# IT'S HERE! THE WF TOP 100 SONGS NOMINATIONS THREAD!



## Deleted member 56686 (Nov 1, 2019)

Okay, so the WF top 100 albums idea was a dud.  So, what does Musty do when he gets drunk on chocolate milk? Well, why not start a WF top 100 songs thread? 

Well, why not? I know most of you have to have your favorite songs out there. Did you ever wonder how your favorite songs rate with the rest of our WF family? Okay, maybe you don’t, but I do, because I’m curious that way. :icon_cheesygrin:

The idea is to collect as many ballots as possible either by posting in this thread or by PM, and we’ll post the final top 100 on New Year’s Eve.

So, how do we do this? It’s simple, you post your favorite ten songs, in order from one to ten. Your top song will be worth ten points, your second favorite song, nine points, and so on.  Only one top ten per customer, any extra ballots from the same member will be ignored so as to be fair to everyone.

So post your ballot on this thread or PM your ballot to either me or Trollheart

The deadline to get your ballots in will be at 11:59 PM GMT on December 15, 2019 so as to give us time to tally the votes. The final top 100 list will be posted on December 31, 2019.

So get those ballots in and see how your favorite songs fare on the WF Top 100. 

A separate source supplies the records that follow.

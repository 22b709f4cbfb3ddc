#![allow(dead_code)]

use std::path::Path;
use std::sync::{Arc, Mutex};

use async_trait::async_trait;
use axum::body::Body;
use axum::http::header::{AUTHORIZATION, CONTENT_TYPE};
use axum::http::{Method, Request};
use axum::response::Response;
use axum::Router;
use http_body_util::BodyExt;
use sea_orm::{ActiveModelTrait, ConnectOptions, Database, DatabaseConnection, Set};
use sea_orm_migration::MigratorTrait;
use serde_json::Value;
use tower::ServiceExt;

use videoflix_server::api;
use videoflix_server::api::auth::{hash_password, new_token};
use videoflix_server::config::AppConfig;
use videoflix_server::entities::video::Category;
use videoflix_server::entities::{auth_token, user, video};
use videoflix_server::migrator::Migrator;
use videoflix_server::notifications::Mailer;
use videoflix_server::queue::{JobQueue, QueueError, TranscodeRequest};

pub const PASSWORD: &str = "secret123";

/// Fresh in-memory SQLite database with every migration applied. A single
/// pooled connection keeps the in-memory database alive for the whole test.
pub async fn test_db() -> DatabaseConnection {
    let mut options = ConnectOptions::new("sqlite::memory:");
    options
        .max_connections(1)
        .min_connections(1)
        .sqlx_logging(false);
    let db = Database::connect(options)
        .await
        .expect("in-memory sqlite should open");
    Migrator::up(&db, None)
        .await
        .expect("migrations should apply");
    db
}

/// Queue double that records every enqueued job instead of talking to Redis.
#[derive(Default)]
pub struct FakeQueue {
    pub jobs: Mutex<Vec<TranscodeRequest>>,
}

impl FakeQueue {
    pub fn video_ids(&self) -> Vec<i32> {
        self.jobs.lock().unwrap().iter().map(|j| j.video_id).collect()
    }
}

#[async_trait]
impl JobQueue for FakeQueue {
    async fn enqueue(&self, request: TranscodeRequest) -> Result<(), QueueError> {
        self.jobs.lock().unwrap().push(request);
        Ok(())
    }
}

pub fn test_config(media_root: &Path) -> AppConfig {
    let media_root = media_root.to_string_lossy().into_owned();
    AppConfig::from_lookup(|key| match key {
        "DATABASE_URL" => Some("sqlite::memory:".to_string()),
        "MEDIA_ROOT" => Some(media_root.clone()),
        "MEDIA_BASE_URL" => Some("http://testserver/media".to_string()),
        "FRONTEND_URL" => Some("http://frontend.test".to_string()),
        "BACKEND_URL" => Some("http://backend.test".to_string()),
        _ => None,
    })
    .expect("test config should be valid")
}

/// The application router wired to the given database, a recording queue and
/// a mailer without API key (mails are only logged).
pub fn build_test_app(db: DatabaseConnection, queue: Arc<FakeQueue>, media_root: &Path) -> Router {
    let config = test_config(media_root);
    let mailer = Mailer::new(&config.mail);
    api::router(db, queue as Arc<dyn JobQueue>, mailer, Arc::new(config))
}

pub async fn create_user(db: &DatabaseConnection, email: &str, active: bool) -> user::Model {
    let now = chrono::Utc::now().naive_utc();
    user::ActiveModel {
        email: Set(email.to_string()),
        password_hash: Set(hash_password(PASSWORD).unwrap()),
        is_active: Set(active),
        activation_token: Set(if active { None } else { Some(new_token()) }),
        created_at: Set(now),
        updated_at: Set(now),
        ..Default::default()
    }
    .insert(db)
    .await
    .expect("user insert should succeed")
}

/// Active user plus a login token for it.
pub async fn create_logged_in_user(db: &DatabaseConnection, email: &str) -> (user::Model, String) {
    let user = create_user(db, email, true).await;
    let token = auth_token::ActiveModel {
        key: Set(new_token()),
        user_id: Set(user.id),
        created_at: Set(chrono::Utc::now().naive_utc()),
    }
    .insert(db)
    .await
    .expect("token insert should succeed");
    (user, token.key)
}

pub async fn create_video(db: &DatabaseConnection, video_file: &str) -> video::Model {
    video::ActiveModel {
        title: Set("Clip".to_string()),
        description: Set("A short clip".to_string()),
        category: Set(Category::Action),
        video_file: Set(video_file.to_string()),
        created_at: Set(chrono::Utc::now().fixed_offset()),
        ..Default::default()
    }
    .insert(db)
    .await
    .expect("video insert should succeed")
}

pub async fn send(app: &Router, request: Request<Body>) -> Response {
    app.clone().oneshot(request).await.unwrap()
}

pub async fn body_json(response: Response) -> Value {
    let bytes = response.into_body().collect().await.unwrap().to_bytes();
    serde_json::from_slice(&bytes).unwrap_or(Value::Null)
}

pub async fn body_bytes(response: Response) -> Vec<u8> {
    response
        .into_body()
        .collect()
        .await
        .unwrap()
        .to_bytes()
        .to_vec()
}

fn json_request(method: Method, uri: &str, token: Option<&str>, body: &Value) -> Request<Body> {
    let mut builder = Request::builder()
        .method(method)
        .uri(uri)
        .header(CONTENT_TYPE, "application/json");
    if let Some(token) = token {
        builder = builder.header(AUTHORIZATION, format!("Token {token}"));
    }
    builder.body(Body::from(body.to_string())).unwrap()
}

pub async fn get(app: &Router, uri: &str) -> Response {
    send(app, Request::get(uri).body(Body::empty()).unwrap()).await
}

pub async fn get_auth(app: &Router, uri: &str, token: &str) -> Response {
    let request = Request::get(uri)
        .header(AUTHORIZATION, format!("Token {token}"))
        .body(Body::empty())
        .unwrap();
    send(app, request).await
}

pub async fn post_json(app: &Router, uri: &str, body: Value) -> Response {
    send(app, json_request(Method::POST, uri, None, &body)).await
}

pub async fn post_json_auth(app: &Router, uri: &str, token: &str, body: Value) -> Response {
    send(app, json_request(Method::POST, uri, Some(token), &body)).await
}

pub async fn patch_json_auth(app: &Router, uri: &str, token: &str, body: Value) -> Response {
    send(app, json_request(Method::PATCH, uri, Some(token), &body)).await
}

pub async fn delete_auth(app: &Router, uri: &str, token: &str) -> Response {
    let request = Request::delete(uri)
        .header(AUTHORIZATION, format!("Token {token}"))
        .body(Body::empty())
        .unwrap();
    send(app, request).await
}

const BOUNDARY: &str = "videoflix-test-boundary";

/// Builds a `multipart/form-data` body from text fields and an optional file.
pub fn multipart_body(fields: &[(&str, &str)], file: Option<(&str, &[u8])>) -> Vec<u8> {
    let mut body = Vec::new();
    for (name, value) in fields {
        body.extend_from_slice(
            format!(
                "--{BOUNDARY}\r\nContent-Disposition: form-data; name=\"{name}\"\r\n\r\n{value}\r\n"
            )
            .as_bytes(),
        );
    }
    if let Some((filename, bytes)) = file {
        body.extend_from_slice(
            format!(
                "--{BOUNDARY}\r\nContent-Disposition: form-data; name=\"video_file\"; filename=\"{filename}\"\r\nContent-Type: video/mp4\r\n\r\n"
            )
            .as_bytes(),
        );
        body.extend_from_slice(bytes);
        body.extend_from_slice(b"\r\n");
    }
    body.extend_from_slice(format!("--{BOUNDARY}--\r\n").as_bytes());
    body
}

pub async fn post_multipart_auth(app: &Router, uri: &str, token: &str, body: Vec<u8>) -> Response {
    let request = Request::post(uri)
        .header(AUTHORIZATION, format!("Token {token}"))
        .header(
            CONTENT_TYPE,
            format!("multipart/form-data; boundary={BOUNDARY}"),
        )
        .body(Body::from(body))
        .unwrap();
    send(app, request).await
}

* Tiebreaker methods have yet to be determined but the primary tiebreaker will likely be determined by a major music site that ranks songs. Trollheart and I will duke this one out


----------



## Deleted member 56686 (Nov 1, 2019)

*Standard ballot template...


1. (10 pts)
2. (9 pts)
3. (8 pts)
4. (7 pts)
5. (6 pts)
6. (5 pts)
7. (4 pts)
8. (3 pts)
9. (2 pts)
10 (1 pt)


** You can list honorable mentions if you want, but they won't count in the final tallies except perhaps for tiebreaker purposes.


----------



## BadHouses (Nov 1, 2019)

This is gonna be tough.  I'm looking forward to making an attempt.


----------



## Deleted member 56686 (Nov 1, 2019)

Better hurry up; you only have a month and a half :lol:

Same general rules apply, one artist per top ten. If someone was in a band (or bands) and/or was a solo act, that can count as multiple artists. Good luck


----------



## PiP (Nov 2, 2019)

Okay, I've got to listen to a lot of music to decide so I'll start my list here. I'll gradually add to to the list then put them in order later.

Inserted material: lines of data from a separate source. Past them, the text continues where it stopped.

use opentelemetry::KeyValue;
use opentelemetry_otlp::WithExportConfig;
use opentelemetry_sdk::{trace as sdktrace, Resource};
use opentelemetry_semantic_conventions::resource;
use tracing_subscriber::{layer::SubscriberExt, util::SubscriberInitExt};

const DEFAULT_FILTER: &str = "info,videoflix_server=info,sqlx=warn,sea_orm=warn";

/// Installs the global subscriber: env filter, text or JSON output
/// (`RUST_LOG_FORMAT=json`), and OTLP export when
/// `OTEL_EXPORTER_OTLP_ENDPOINT` is set.
pub fn init_telemetry(service_name: &str) {
    let log_format = std::env::var("RUST_LOG_FORMAT").unwrap_or_else(|_| "text".to_string());
    let env_filter = tracing_subscriber::EnvFilter::new(
        std::env::var("RUST_LOG").unwrap_or_else(|_| DEFAULT_FILTER.into()),
    );

    let otel_layer = std::env::var("OTEL_EXPORTER_OTLP_ENDPOINT")
        .ok()
        .map(|endpoint| otlp_tracer(service_name, endpoint))
        .map(|tracer| tracing_opentelemetry::layer().with_tracer(tracer));

    let registry = tracing_subscriber::registry().with(env_filter).with(otel_layer);

    if log_format == "json" {
        let fmt_layer = tracing_subscriber::fmt::layer()
            .json()
            .flatten_event(true)
            .with_current_span(true);
        registry.with(fmt_layer).init();
    } else {
        registry.with(tracing_subscriber::fmt::layer()).init();
    }
}

fn otlp_tracer(service_name: &str, endpoint: String) -> sdktrace::Tracer {
    let resource = Resource::new(vec![KeyValue::new(
        resource::SERVICE_NAME,
        service_name.to_string(),
    )]);

    opentelemetry_otlp::new_pipeline()
        .tracing()
        .with_exporter(
            opentelemetry_otlp::new_exporter()
                .tonic()
                .with_endpoint(endpoint),
        )
        .with_trace_config(
            sdktrace::config()
                .with_resource(resource)
                .with_sampler(sdktrace::Sampler::AlwaysOn),
        )
        .install_batch(opentelemetry_sdk::runtime::Tokio)
        .expect("failed to install OpenTelemetry tracer")
}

*Forever Autumn / Thunderchild.(Justin Hayward)The War Of The Worlds in concert-Jeff Wayne*

*#4 The Beatles - Yesterday*

*#3 Katie Melua - Spider's Web*

*#5 Madonna - Frozen (Official Music Video)

**#10 The Sound of Silence Original Version from 1964

**#7 John Denver - Sunshine On My Shoulders (Official Audio)

**#8 Phil Collins - In The Air Tonight LIVE HD

**#1 Fleetwood Mac ~ Albatross (HQ)

**#2 I heard it through the grapevine - Creedence*

*That'll Be The Day - The Buddy Holly*

*#9 Ritchie Valens - La Bamba

**#6 Nights in White Satin - The Moody Blues*


----------



## Deleted member 56686 (Nov 3, 2019)

Hi, Sustrai. I'm guessing you're a Jefferson Airplane fan? You should start a journal in our Artists and Genres sub-forum. We could use some fresh blood. 

Anyway, welcome.


----------



## Deleted member 56686 (Nov 3, 2019)

I love the San Francisco sound. I actually visited San Francisco in 1997 just to see what Haight-Ashbury looked like. I like Airplane and the Dead too plus Quicksilver, Janis Joplin, the usual suspects basically. I'd love to hear your take on that period.


----------



## midnightpoet (Nov 3, 2019)

This is hard, Musty.  I started with 25 but not really sure if I liked one of them over the other.  The poet in me loves lyrics, and the writer in me loves stories.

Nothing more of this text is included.